Acta Scientific Orthopaedics (ISSN: 2581-8635)

Research Article Volume 4 Issue 7

The Immediate Effect of Dynamic Stretching and Foam Rolling on Hamstring Flexibility and Vertical Jump in College Students

Pratibha Yogeshwar and Ishfaq Bashir Bhat*

Department of Physical Rehabilitation Sciences, Malaysia

*Corresponding Author: Ishfaq Bashir Bhat, Department of Physical Rehabilitation Sciences, Malaysia.

Received: May 17, 2021; Published: June 04, 2021

Abstract

Background: Hamstring muscle makes the posterior compartment of thigh and hamstring is the most common muscle which gets injured easily and main reason is tightness of hamstring muscles. The purpose of study was to assess the effect of foam roller and dynamic on hamstring flexibility and jump performance and to compare the effects of foam rolling and dynamic stretching on hamstring flexibility.

Methods: Thirty college students were selected for the study and allocated into two groups then group A was treated with foam rolling and group B was asked to perform dynamic stretching and the effect measured using active knee extension test (AKE) and active straight leg raise (ASLR) and vertical jump test. Student t test (two tailed, independent) has been used to find the significance of study Parameters on continuous scale between two groups (Inter group analysis) on metric parameters. For assessing the homogeneity of variance Leven`s test was used. A t-test was used to compare the means of two groups.

Results: The results showed that there was significant difference in AKE test in both groups (P £ 0.01) there was significant improvement in ASLR and vertical jump in foam rolling Group and dynamic stretching group. The results show that there was improvement in AKE, ASLR and vertical jump in both groups.

Conclusion: By this study we conclude that the acute effects of dynamic stretching and foam rolling is to increases the flexibility of hamstring muscle and improvement in the vertical jump performance.

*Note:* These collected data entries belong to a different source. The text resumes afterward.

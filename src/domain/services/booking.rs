use std::sync::Arc;
use chrono::{NaiveDate, NaiveTime, Utc};
use tracing::{debug, info};
use crate::domain::models::{
    actor::Actor,
    appointment::{Appointment, AppointmentStatus, ClientRef, NewAppointmentParams, ServiceLine},
    business::Business,
    directory::{Employee, WalkInClient},
    job::EmailEvent,
    notification::NotificationType,
    reschedule::RescheduleChanges,
};
use crate::domain::ports::{AppointmentRepository, DirectoryRepository, JobRepository, PolicyRepository};
use crate::domain::services::{
    lifecycle,
    notification_service::NotificationService,
    outbox,
    policy::{self, PolicyService},
};
use crate::error::AppError;

#[derive(Debug, Clone)]
pub enum BookingClient {
    Registered(String),
    WalkIn { full_name: String, phone: Option<String> },
}

#[derive(Debug, Clone)]
pub struct NewBooking {
    pub employee_id: String,
    pub date: NaiveDate,
    pub start_time: NaiveTime,
    pub end_time: NaiveTime,
    pub services: Vec<ServiceLine>,
    /// Required for owners; clients always book for themselves.
    pub client: Option<BookingClient>,
    pub notes: Option<String>,
}

#[derive(Debug, Clone)]
pub struct NewSchedule {
    pub date: NaiveDate,
    pub start_time: NaiveTime,
    pub end_time: NaiveTime,
    pub employee_id: Option<String>,
}

pub struct BookingService {
    appointments: Arc<dyn AppointmentRepository>,
    businesses: Arc<dyn PolicyRepository>,
    directory: Arc<dyn DirectoryRepository>,
    jobs: Arc<dyn JobRepository>,
    notifications: NotificationService,
    policy: Arc<PolicyService>,
}

impl BookingService {
    pub fn new(
        appointments: Arc<dyn AppointmentRepository>,
        businesses: Arc<dyn PolicyRepository>,
        directory: Arc<dyn DirectoryRepository>,
        jobs: Arc<dyn JobRepository>,
        notifications: NotificationService,
        policy: Arc<PolicyService>,
    ) -> Self {
        Self { appointments, businesses, directory, jobs, notifications, policy }
    }

    pub async fn book(&self, business_id: &str, actor: &Actor, request: NewBooking) -> Result<Appointment, AppError> {
        let now = Utc::now();
        let business = self.businesses.find_business(business_id).await?
            .ok_or(AppError::NotFound(format!("Business {} not found", business_id)))?;
        self.employee_of(&business, &request.employee_id).await?;

        if request.end_time <= request.start_time {
            return Err(AppError::Validation("End time must be after start time".into()));
        }

        let (client, status) = match actor {
            Actor::Client(client_id) => {
                if let Some(BookingClient::Registered(other)) = &request.client && other != client_id {
                    return Err(AppError::Forbidden("Clients can only book for themselves".into()));
                }
                if matches!(request.client, Some(BookingClient::WalkIn { .. })) {
                    return Err(AppError::Forbidden("Only the business can book walk-in clients".into()));
                }

                let block = self.policy.booking_block_for(client_id, &business, now).await?;
                if block.is_blocked {
                    info!(client_id = %client_id, business_id, count = block.cancellations_this_month, "Booking blocked");
                    return Err(AppError::PolicyDenied(block.reason.unwrap_or_else(|| "Booking is blocked".into())));
                }
                (ClientRef::Registered(client_id.clone()), AppointmentStatus::Pending)
            }
            Actor::BusinessOwner(owner_id) => {
                if !business.is_owned_by(owner_id) {
                    return Err(AppError::Forbidden("You do not manage this business".into()));
                }
                let client = match &request.client {
                    Some(BookingClient::Registered(client_id)) => {
                        self.directory.find_profile(client_id).await?
                            .ok_or(AppError::NotFound("Client not found".into()))?;
                        ClientRef::Registered(client_id.clone())
                    }
                    Some(BookingClient::WalkIn { full_name, phone }) => {
                        self.ensure_slot_free(&request.employee_id, request.date, request.start_time, request.end_time).await?;
                        let walk_in = WalkInClient::new(business.id.clone(), full_name.clone(), phone.clone());
                        let walk_in = self.directory.create_walk_in(&walk_in).await?;
                        ClientRef::WalkIn(walk_in.id)
                    }
                    None => return Err(AppError::Validation("A client or walk-in is required".into())),
                };
                (client, AppointmentStatus::Confirmed)
            }
        };

        let appointment = Appointment::new(NewAppointmentParams {
            business_id: business.id.clone(),
            employee_id: request.employee_id,
            client,
            date: request.date,
            start_time: request.start_time,
            end_time: request.end_time,
            services: request.services,
            status,
            notes: request.notes,
        })?;

        let created = self.appointments.create_if_slot_free(&appointment).await?;
        info!(appointment_id = %created.id, business_id, status = %created.status, "Appointment booked");

        self.after_booking(&created, &business, actor, now).await;
        Ok(created)
    }

    async fn after_booking(&self, appointment: &Appointment, business: &Business, actor: &Actor, now: chrono::DateTime<Utc>) {
        let when = describe_slot(appointment);
        match (actor, appointment.client_id.as_deref()) {
            (Actor::Client(_), _) => {
                self.notifications.notify(
                    &business.owner_id,
                    NotificationType::NewAppointment,
                    "Nueva cita",
                    &format!("Tienes una nueva cita el {}.", when),
                    Some(&appointment.id),
                ).await;
            }
            (Actor::BusinessOwner(_), Some(client_id)) => {
                self.notifications.notify(
                    client_id,
                    NotificationType::Confirmed,
                    "Cita confirmada",
                    &format!("{} ha confirmado tu cita del {}.", business.name, when),
                    Some(&appointment.id),
                ).await;
            }
            (Actor::BusinessOwner(_), None) => {}
        }

        outbox::enqueue_email(self.jobs.as_ref(), EmailEvent::NewBooking, &appointment.id, None, now).await;
        outbox::schedule_reminder(self.jobs.as_ref(), appointment, appointment.starts_at(business.tz()), now).await;
    }

    /// Business-driven moves: confirm, start, complete, no-show.
    pub async fn transition(&self, appointment_id: &str, actor: &Actor, next: AppointmentStatus) -> Result<Appointment, AppError> {
        let Actor::BusinessOwner(_) = actor else {
            return Err(AppError::Forbidden("Only the business can change the appointment status".into()));
        };
        let now = Utc::now();
        let (appointment, business) = self.load(appointment_id).await?;
        policy::authorize(&appointment, &business, actor)?;

        let updated = lifecycle::apply_transition(&appointment, next, now)?;
        let stored = self.appointments.update_status(&updated, appointment.status).await?
            .ok_or_else(|| AppError::Conflict("Appointment was changed by someone else; reload and try again".into()))?;
        info!(appointment_id, from = %appointment.status, to = %stored.status, "Appointment status changed");

        if stored.status == AppointmentStatus::Confirmed && let Some(client_id) = stored.client_id.as_deref() {
            self.notifications.notify(
                client_id,
                NotificationType::Confirmed,
                "Cita confirmada",
                &format!("{} ha confirmado tu cita del {}.", business.name, describe_slot(&stored)),
                Some(&stored.id),
            ).await;
        }
        if stored.status == AppointmentStatus::NoShow {
            outbox::enqueue_email(self.jobs.as_ref(), EmailEvent::NoShow, &stored.id, None, now).await;
        }
        if stored.status.is_terminal() {
            outbox::drop_reminders(self.jobs.as_ref(), &stored.id).await;
        }
        Ok(stored)
    }

    /// Moves the appointment to a new slot. For clients a move gives up the old slot,
    /// so it is held to the same policy as a cancellation.
    pub async fn reschedule(&self, appointment_id: &str, actor: &Actor, schedule: NewSchedule) -> Result<Appointment, AppError> {
        let now = Utc::now();
        let (appointment, business) = self.load(appointment_id).await?;
        policy::can_cancel(&appointment, &business, actor)?;

        if let Actor::Client(_) = actor {
            policy::can_client_cancel(&appointment, &business.policy(), business.tz(), now).into_result()?;
        }
        if schedule.end_time <= schedule.start_time {
            return Err(AppError::Validation("End time must be after start time".into()));
        }

        let employee_id = schedule.employee_id.unwrap_or_else(|| appointment.employee_id.clone());
        if employee_id != appointment.employee_id {
            self.employee_of(&business, &employee_id).await?;
        }

        let mut moved = appointment.clone();
        moved.date = schedule.date;
        moved.start_time = schedule.start_time;
        moved.end_time = schedule.end_time;
        moved.employee_id = employee_id;
        moved.updated_at = now;

        if moved.date == appointment.date
            && moved.start_time == appointment.start_time
            && moved.end_time == appointment.end_time
            && moved.employee_id == appointment.employee_id
        {
            debug!(appointment_id, "Reschedule without changes");
            return Ok(appointment);
        }

        let stored = self.appointments.update_schedule(&moved, appointment.status).await?;
        info!(appointment_id, actor = actor.role(), "Appointment rescheduled");

        let changes = RescheduleChanges::from_previous(&appointment);
        let when = describe_slot(&stored);
        match actor {
            Actor::Client(_) => {
                self.notifications.notify(
                    &business.owner_id,
                    NotificationType::ModifiedByClient,
                    "Cita modificada por el cliente",
                    &format!("Un cliente ha movido su cita al {}.", when),
                    Some(&stored.id),
                ).await;
            }
            Actor::BusinessOwner(_) => {
                if let Some(client_id) = stored.client_id.as_deref() {
                    self.notifications.notify(
                        client_id,
                        NotificationType::Rescheduled,
                        "Cita reprogramada",
                        &format!("{} ha cambiado tu cita al {}.", business.name, when),
                        Some(&stored.id),
                    ).await;
                }
            }
        }

        outbox::drop_reminders(self.jobs.as_ref(), &stored.id).await;
        outbox::schedule_reminder(self.jobs.as_ref(), &stored, stored.starts_at(business.tz()), now).await;
        outbox::enqueue_email(self.jobs.as_ref(), EmailEvent::Reschedule, &stored.id, Some(changes), now).await;
        Ok(stored)
    }

    /// Read access for the appointment's client or its business owner.
    pub async fn find_for(&self, appointment_id: &str, actor: &Actor) -> Result<Appointment, AppError> {
        let (appointment, business) = self.load(appointment_id).await?;
        policy::authorize(&appointment, &business, actor)?;
        Ok(appointment)
    }

    async fn load(&self, appointment_id: &str) -> Result<(Appointment, Business), AppError> {
        let appointment = self.appointments.find_by_id(appointment_id).await?
            .ok_or(AppError::NotFound("Appointment not found".into()))?;
        let business = self.businesses.find_business(&appointment.business_id).await?
            .ok_or(AppError::Internal)?;
        Ok((appointment, business))
    }

    async fn employee_of(&self, business: &Business, employee_id: &str) -> Result<Employee, AppError> {
        let employee = self.directory.find_employee(employee_id).await?
            .ok_or(AppError::NotFound("Employee not found".into()))?;
        if employee.business_id != business.id {
            return Err(AppError::Validation("Employee does not belong to this business".into()));
        }
        Ok(employee)
    }

    async fn ensure_slot_free(&self, employee_id: &str, date: NaiveDate, start: NaiveTime, end: NaiveTime) -> Result<(), AppError> {
        let overlapping = self.appointments.find_overlapping(employee_id, date, start, end).await?;
        if overlapping.is_empty() {
            Ok(())
        } else {
            Err(AppError::SlotUnavailable)
        }
    }
}

fn describe_slot(appointment: &Appointment) -> String {
    format!("{} a las {}", appointment.date.format("%d/%m/%Y"), appointment.start_time.format("%H:%M"))
}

But there is no significant difference when we compare the foam rolling with dynamic stretching.

Keywords: Hamstring Flexibility; Foam Rolling; Dynamic Stretching

Introduction

  Hamstring muscle is formed by three different muscles together known as hamstring, the muscles forming hamstring include semitendinosus, semimembranosus and biceps femoris. This muscle form the bulk of posterior of thigh. The function of hamstring muscle is extension of hip and flexion of knee. Hamstring muscle is most prone to get injured and the most common cause is the decrease in flexibility or tightness of this muscle. Muscle tightness is caused by decrease in extensibility of the muscle and it results in decrease in range of motion of hip and knee joint [1]. The prevalence of hamstring tightness is high in students [2].

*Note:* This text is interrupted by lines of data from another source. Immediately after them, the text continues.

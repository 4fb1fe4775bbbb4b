use std::collections::HashSet;
use std::sync::{Arc, Mutex, MutexGuard, Weak};
use tracing::debug;
use crate::domain::models::notification::Notification;
use crate::domain::services::notification_service::{NotificationService, DEFAULT_LIST_LIMIT};
use crate::domain::services::realtime::{RealtimeChannel, SubscriptionHandle};
use crate::error::AppError;

#[derive(Default)]
struct InboxState {
    /// Newest first, unique by id.
    items: Vec<Notification>,
    /// Unread rows the server reported beyond the fetched page.
    hidden_unread: i64,
}

impl InboxState {
    fn unread_count(&self) -> i64 {
        self.items.iter().filter(|n| !n.is_read).count() as i64 + self.hidden_unread
    }

    fn upsert(&mut self, notification: Notification) -> bool {
        if self.items.iter().any(|n| n.id == notification.id) {
            return false;
        }
        let at = self.items
            .iter()
            .position(|n| n.created_at < notification.created_at)
            .unwrap_or(self.items.len());
        self.items.insert(at, notification);
        true
    }

    fn set_read(&mut self, id: &str, read: bool) -> bool {
        match self.items.iter_mut().find(|n| n.id == id) {
            Some(n) if n.is_read != read => {
                n.is_read = read;
                true
            }
            _ => false,
        }
    }
}

/// Session-side view of a user's notifications. Keeps the unread counter in step with
/// the server across the initial fetch, realtime pushes, and optimistic mutations.
pub struct NotificationInbox {
    user_id: String,
    service: NotificationService,
    state: Mutex<InboxState>,
    subscription: Mutex<Option<SubscriptionHandle>>,
}

impl NotificationInbox {
    pub async fn open(service: NotificationService, channel: &Arc<RealtimeChannel>, user_id: &str) -> Result<Arc<Self>, AppError> {
        let inbox = Arc::new(Self {
            user_id: user_id.to_string(),
            service,
            state: Mutex::new(InboxState::default()),
            subscription: Mutex::new(None),
        });

        let weak: Weak<Self> = Arc::downgrade(&inbox);
        let handle = channel.subscribe(user_id, Arc::new(move |n| {
            if let Some(inbox) = weak.upgrade() {
                inbox.on_push(n);
            }
        }));
        *lock(&inbox.subscription) = Some(handle);

        inbox.refresh().await?;
        Ok(inbox)
    }

    /// Full fetch merged with anything pushed meanwhile, deduplicated by id.
    pub async fn refresh(&self) -> Result<(), AppError> {
        let page = self.service.list(&self.user_id, Some(DEFAULT_LIST_LIMIT)).await?;
        let page_full = page.len() as i64 >= DEFAULT_LIST_LIMIT;
        let server_unread = self.service.unread_count(&self.user_id).await?;

        let mut state = lock(&self.state);
        let page_ids: HashSet<&str> = page.iter().map(|n| n.id.as_str()).collect();
        let pushed_only: Vec<Notification> = state.items
            .iter()
            .filter(|n| !page_ids.contains(n.id.as_str()))
            .cloned()
            .collect();

        let mut merged = InboxState {
            items: Vec::with_capacity(page.len() + pushed_only.len()),
            hidden_unread: 0,
        };
        for n in page.into_iter().chain(pushed_only) {
            merged.upsert(n);
        }
        // The count may already include rows pushed between the two reads, so every
        // unread row held locally is subtracted, not just the fetched page.
        if page_full {
            let held_unread = merged.items.iter().filter(|n| !n.is_read).count() as i64;
            merged.hidden_unread = (server_unread - held_unread).max(0);
        }
        *state = merged;
        Ok(())
    }

    /// Realtime delivery; duplicates of rows already held are ignored.
    pub fn on_push(&self, notification: Notification) {
        let id = notification.id.clone();
        if !lock(&self.state).upsert(notification) {
            debug!(notification_id = %id, "Ignoring duplicate push");
        }
    }

    pub fn unread_count(&self) -> i64 {
        lock(&self.state).unread_count()
    }

    pub fn items(&self) -> Vec<Notification> {
        lock(&self.state).items.clone()
    }

    pub async fn mark_read(&self, id: &str) -> Result<(), AppError> {
        let (flipped, held) = {
            let mut state = lock(&self.state);
            let held = state.items.iter().any(|n| n.id == id);
            (state.set_read(id, true), held)
        };
        match self.service.mark_read(&self.user_id, id).await {
            Err(e) => {
                if flipped {
                    lock(&self.state).set_read(id, false);
                }
                Err(e)
            }
            Ok(changed) => {
                let mut state = lock(&self.state);
                // A row outside the fetched page only lives in the hidden tally.
                if !state.set_read(id, true) && changed && !held {
                    state.hidden_unread = (state.hidden_unread - 1).max(0);
                }
                Ok(())
            }
        }
    }

    pub async fn mark_all_read(&self) -> Result<(), AppError> {
        let (flipped, hidden) = {
            let mut state = lock(&self.state);
            let flipped: Vec<String> = state.items
                .iter_mut()
                .filter(|n| !n.is_read)
                .map(|n| {
                    n.is_read = true;
                    n.id.clone()
                })
                .collect();
            let hidden = std::mem::take(&mut state.hidden_unread);
            (flipped, hidden)
        };

        if let Err(e) = self.service.mark_all_read(&self.user_id).await {
            let mut state = lock(&self.state);
            for id in &flipped {
                state.set_read(id, false);
            }
            state.hidden_unread += hidden;
            return Err(e);
        }
        Ok(())
    }

    /// Removal and counter update happen in one state change.
    pub async fn delete(&self, id: &str) -> Result<(), AppError> {
        let removed = {
            let mut state = lock(&self.state);
            let at = state.items.iter().position(|n| n.id == id);
            at.map(|at| state.items.remove(at))
        };

        match self.service.delete(&self.user_id, id).await {
            Err(e) => {
                if let Some(n) = removed {
                    lock(&self.state).upsert(n);
                }
                Err(e)
            }
            Ok(deleted) => {
                if removed.is_none() {
                    let mut state = lock(&self.state);
                    if let Some(at) = state.items.iter().position(|n| n.id == id) {
                        state.items.remove(at);
                    } else if !deleted.is_read {
                        state.hidden_unread = (state.hidden_unread - 1).max(0);
                    }
                }
                Ok(())
            }
        }
    }

    /// Tears down the realtime subscription. Safe to call repeatedly.
    pub fn close(&self) {
        if let Some(handle) = lock(&self.subscription).take() {
            handle.unsubscribe();
        }
    }
}

impl Drop for NotificationInbox {
    fn drop(&mut self) {
        self.close();
    }
}

fn lock<T>(mutex: &Mutex<T>) -> MutexGuard<'_, T> {
    mutex.lock().unwrap_or_else(|poisoned| poisoned.into_inner())
}

#[cfg(test)]
mod tests {
    use super::*;
    use crate::domain::models::notification::{NewNotification, NotificationType};
    use crate::domain::ports::NotificationRepository;
    use crate::domain::services::realtime::NotificationHub;
    use async_trait::async_trait;
    use chrono::{Duration as ChronoDuration, Utc};
    use std::time::Duration;

    const USER: &str = "user-1";

    /// In-memory store. When armed, the next list call inserts a row right after
    /// reading the page and pushes it to the inbox, as a concurrent insert would.
    #[derive(Default)]
    struct MemoryRepo {
        rows: Mutex<Vec<Notification>>,
        insert_during_list: Mutex<Option<Notification>>,
        inbox: Mutex<Weak<NotificationInbox>>,
    }

    impl MemoryRepo {
        fn seed(&self, count: i64) -> Vec<Notification> {
            let base = Utc::now() - ChronoDuration::hours(1);
            let rows: Vec<Notification> = (0..count).map(|i| row(base + ChronoDuration::seconds(i))).collect();
            self.rows.lock().unwrap().extend(rows.clone());
            rows
        }
    }

    fn row(created_at: chrono::DateTime<Utc>) -> Notification {
        let mut n = Notification::new(NewNotification {
            recipient_id: USER.into(),
            notification_type: NotificationType::NewAppointment,
            title: "Nueva cita".into(),
            message: "Hola".into(),
            appointment_id: None,
        });
        n.created_at = created_at;
        n
    }

    #[async_trait]
    impl NotificationRepository for MemoryRepo {
        async fn create(&self, notification: &Notification) -> Result<Notification, AppError> {
            self.rows.lock().unwrap().push(notification.clone());
            Ok(notification.clone())
        }

        async fn find_by_id(&self, _recipient_id: &str, id: &str) -> Result<Option<Notification>, AppError> {
            Ok(self.rows.lock().unwrap().iter().find(|n| n.id == id).cloned())
        }

        async fn list_by_recipient(&self, _recipient_id: &str, limit: i64) -> Result<Vec<Notification>, AppError> {
            let mut page = self.rows.lock().unwrap().clone();
            page.sort_by(|a, b| b.created_at.cmp(&a.created_at));
            page.truncate(limit as usize);

            if let Some(late) = self.insert_during_list.lock().unwrap().take() {
                self.rows.lock().unwrap().push(late.clone());
                if let Some(inbox) = self.inbox.lock().unwrap().upgrade() {
                    inbox.on_push(late);
                }
            }
            Ok(page)
        }

        async fn count_unread(&self, _recipient_id: &str) -> Result<i64, AppError> {
            Ok(self.rows.lock().unwrap().iter().filter(|n| !n.is_read).count() as i64)
        }

        async fn mark_read(&self, _recipient_id: &str, id: &str) -> Result<bool, AppError> {
            let mut rows = self.rows.lock().unwrap();
            match rows.iter_mut().find(|n| n.id == id) {
                Some(n) if !n.is_read => {
                    n.is_read = true;
                    Ok(true)
                }
                _ => Ok(false),
            }
        }

        async fn mark_all_read(&self, _recipient_id: &str) -> Result<u64, AppError> {
            let mut rows = self.rows.lock().unwrap();
            let mut changed = 0;
            for n in rows.iter_mut().filter(|n| !n.is_read) {
                n.is_read = true;
                changed += 1;
            }
            Ok(changed)
        }

        async fn delete(&self, _recipient_id: &str, id: &str) -> Result<Option<Notification>, AppError> {
            let mut rows = self.rows.lock().unwrap();
            Ok(rows.iter().position(|n| n.id == id).map(|at| rows.remove(at)))
        }
    }

    async fn open(repo: &Arc<MemoryRepo>) -> Arc<NotificationInbox> {
        let hub = Arc::new(NotificationHub::new());
        let channel = RealtimeChannel::new(hub.clone(), Duration::from_millis(5));
        let service = NotificationService::new(repo.clone(), hub);
        let inbox = NotificationInbox::open(service, &channel, USER).await.unwrap();
        *repo.inbox.lock().unwrap() = Arc::downgrade(&inbox);
        inbox
    }

    #[tokio::test]
    async fn row_inserted_between_list_and_count_is_counted_once() {
        let repo = Arc::new(MemoryRepo::default());
        let inbox = open(&repo).await;
        assert_eq!(inbox.unread_count(), 0);

        *repo.insert_during_list.lock().unwrap() = Some(row(Utc::now()));
        inbox.refresh().await.unwrap();

        assert_eq!(repo.count_unread(USER).await.unwrap(), 1);
        assert_eq!(inbox.items().len(), 1);
        assert_eq!(inbox.unread_count(), 1);
    }

    #[tokio::test]
    async fn full_page_with_concurrent_insert_is_counted_once() {
        let repo = Arc::new(MemoryRepo::default());
        repo.seed(DEFAULT_LIST_LIMIT + 2);
        let inbox = open(&repo).await;
        assert_eq!(inbox.unread_count(), DEFAULT_LIST_LIMIT + 2);

        *repo.insert_during_list.lock().unwrap() = Some(row(Utc::now()));
        inbox.refresh().await.unwrap();

        assert_eq!(inbox.unread_count(), DEFAULT_LIST_LIMIT + 3);
        assert_eq!(inbox.unread_count(), repo.count_unread(USER).await.unwrap());
    }

    #[tokio::test]
    async fn mutating_rows_outside_the_page_updates_the_count() {
        let repo = Arc::new(MemoryRepo::default());
        let rows = repo.seed(DEFAULT_LIST_LIMIT + 2);
        let inbox = open(&repo).await;
        assert_eq!(inbox.items().len() as i64, DEFAULT_LIST_LIMIT);
        assert_eq!(inbox.unread_count(), DEFAULT_LIST_LIMIT + 2);

        // The two oldest rows are beyond the fetched page.
        inbox.mark_read(&rows[0].id).await.unwrap();
        assert_eq!(inbox.unread_count(), DEFAULT_LIST_LIMIT + 1);
        inbox.mark_read(&rows[0].id).await.unwrap();
        assert_eq!(inbox.unread_count(), DEFAULT_LIST_LIMIT + 1);

        inbox.delete(&rows[1].id).await.unwrap();
        assert_eq!(inbox.unread_count(), DEFAULT_LIST_LIMIT);

        // Deleting a row that was already read leaves the count alone.
        inbox.delete(&rows[0].id).await.unwrap();
        assert_eq!(inbox.unread_count(), DEFAULT_LIST_LIMIT);
        assert_eq!(inbox.unread_count(), repo.count_unread(USER).await.unwrap());
    }

    #[tokio::test]
    async fn deleting_an_unread_row_decrements_by_one() {
        let repo = Arc::new(MemoryRepo::default());
        let rows = repo.seed(3);
        let inbox = open(&repo).await;
        assert_eq!(inbox.unread_count(), 3);

        inbox.delete(&rows[2].id).await.unwrap();
        assert_eq!(inbox.unread_count(), 2);
        assert_eq!(inbox.items().len(), 2);
    }
}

  When there is pain or discomfort in the posterior compartment of thigh and difficulty to extend the knee when the hip joint is maintained in flexion, the cause of this is tightness or loss of flexibility of hamstring muscle” [3].

  A warm up exercise program is important as it prepares a person for exercises, improves the blood flow, has beneficial effects on exercise performance and minimizes the chances of injury. Warm-up prepares the body physiologically for exercises. There are different types of warm up exercises, for example, stretching, jogging, skipping, cycling, jumping jacks, etc [4].

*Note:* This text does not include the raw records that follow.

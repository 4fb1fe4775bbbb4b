use crate::domain::ports::EmailService;
use crate::error::AppError;
use async_trait::async_trait;
use reqwest::Client;
use serde::Serialize;
use std::time::Duration;
use tracing::{debug, error};

/// Client for the mail relay: one JSON POST per message, bearer-authenticated.
pub struct HttpEmailService {
    client: Client,
    api_url: String,
    api_key: String,
}

impl HttpEmailService {
    pub fn new(api_url: String, api_key: String) -> Result<Self, AppError> {
        let client = Client::builder()
            .timeout(Duration::from_secs(15))
            .build()
            .map_err(|e| AppError::Configuration(format!("Cannot build mail client: {}", e)))?;
        Ok(Self { client, api_url, api_key })
    }
}

#[derive(Serialize)]
struct EmailPayload<'a> {
    from_alias: &'a str,
    to_addr: &'a str,
    subject: &'a str,
    html_body: &'a str,
}

#[async_trait]
impl EmailService for HttpEmailService {
    async fn send(&self, recipient: &str, subject: &str, html_body: &str) -> Result<(), AppError> {
        let payload = EmailPayload {
            from_alias: "default",
            to_addr: recipient,
            subject,
            html_body,
        };

        let res = self.client.post(&self.api_url)
            .header("Authorization", format!("Bearer {}", self.api_key))
            .json(&payload)
            .send()
            .await
            .map_err(|e| {
                let msg = format!("Email service connection error: {}", e);
                error!("{}", msg);
                AppError::EmailDelivery(msg)
            })?;

        if !res.status().is_success() {
            let status = res.status();
            let text = res.text().await.unwrap_or_default();
            let msg = format!("Email service failed. Status: {}, Body: {}", status, text);
            error!("{}", msg);
            return Err(AppError::EmailDelivery(msg));
        }

        debug!(recipient, "Email accepted by relay");
        Ok(())
    }
}
use std::env;
use std::time::Duration;
use crate::error::AppError;

#[derive(Clone)]
pub struct Config {
    pub database_url: String,
    pub port: u16,
    pub mail_service_url: String,
    pub mail_service_token: String,
    pub jwt_secret: String, // HS256 signing secret for bearer tokens
    pub frontend_url: String,
    pub realtime_debounce: Duration,
    pub worker_poll_interval: Duration,
    pub email_max_attempts: i32,
    pub default_max_monthly_cancellations: i32,
}

impl Config {
    pub fn from_env() -> Result<Self, AppError> {
        Ok(Self {
            database_url: required("DATABASE_URL")?,
            port: parsed("PORT", 3000)?,
            mail_service_url: env::var("MAIL_SERVICE_URL").unwrap_or_else(|_| "http://localhost:8000/api/v1/send".to_string()),
            mail_service_token: env::var("MAIL_SERVICE_TOKEN").unwrap_or_else(|_| "test-token-1".to_string()),
            jwt_secret: required("JWT_SECRET")?,
            frontend_url: env::var("FRONTEND_URL").unwrap_or_else(|_| "http://localhost:5173".to_string()),
            realtime_debounce: Duration::from_millis(parsed("REALTIME_DEBOUNCE_MS", 100)?),
            worker_poll_interval: Duration::from_secs(parsed("WORKER_POLL_SECS", 5)?),
            email_max_attempts: parsed("EMAIL_MAX_ATTEMPTS", 3)?,
            default_max_monthly_cancellations: parsed("DEFAULT_MAX_MONTHLY_CANCELLATIONS", 3)?,
        })
    }
}

fn required(key: &str) -> Result<String, AppError> {
    env::var(key).map_err(|_| AppError::Configuration(format!("{} must be set", key)))
}

fn parsed<T: std::str::FromStr>(key: &str, default: T) -> Result<T, AppError> {
    match env::var(key) {
        Ok(raw) => raw.parse().map_err(|_| AppError::Configuration(format!("{} must be a number, got '{}'", key, raw))),
        Err(_) => Ok(default),
    }
}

  Tightness of the hamstrings may result in imbalances in muscle function, which in turn leads to muscle injuries, tendinopathies, patellofemoral pain syndrome, and also cause low back pain.

  Stretching is one of the forms of warm up exercises performed to improve the flexibility of muscles and range of motion (ROM) of the adjacent joints (Medicine ACoS, 2017), decreases the tightness of myo-tendonous units, and optimize the muscle performance (Behm., et al. 2016). Different forms of stretching include, which are commonly practiced include static stretching (SS), dynamic stretching (DS), ballistic stretching (BS) and proprioceptive neuromuscular facilitation [5].

It has been proven that dynamic Stretching improves joint ROM by improving extensibility of the muscles [6].

  Hamstring muscle passes over both hip and knee joint hence is a two joint muscle and it helps in extension of hip and flexion of knee and is also a muscle for posterior pelvic tilt [7].

  During ambulation, hamstring muscle controls the speed of knee extension to prevent damage to hip and knee joint while providing dynamic stability. Interaction of hamstring muscle around the knee joint provides the correct biomechanical movement and stability at the knee joint. The hamstring muscle also provides stability during abduction and adduction movements [8] to affect postural balance [9].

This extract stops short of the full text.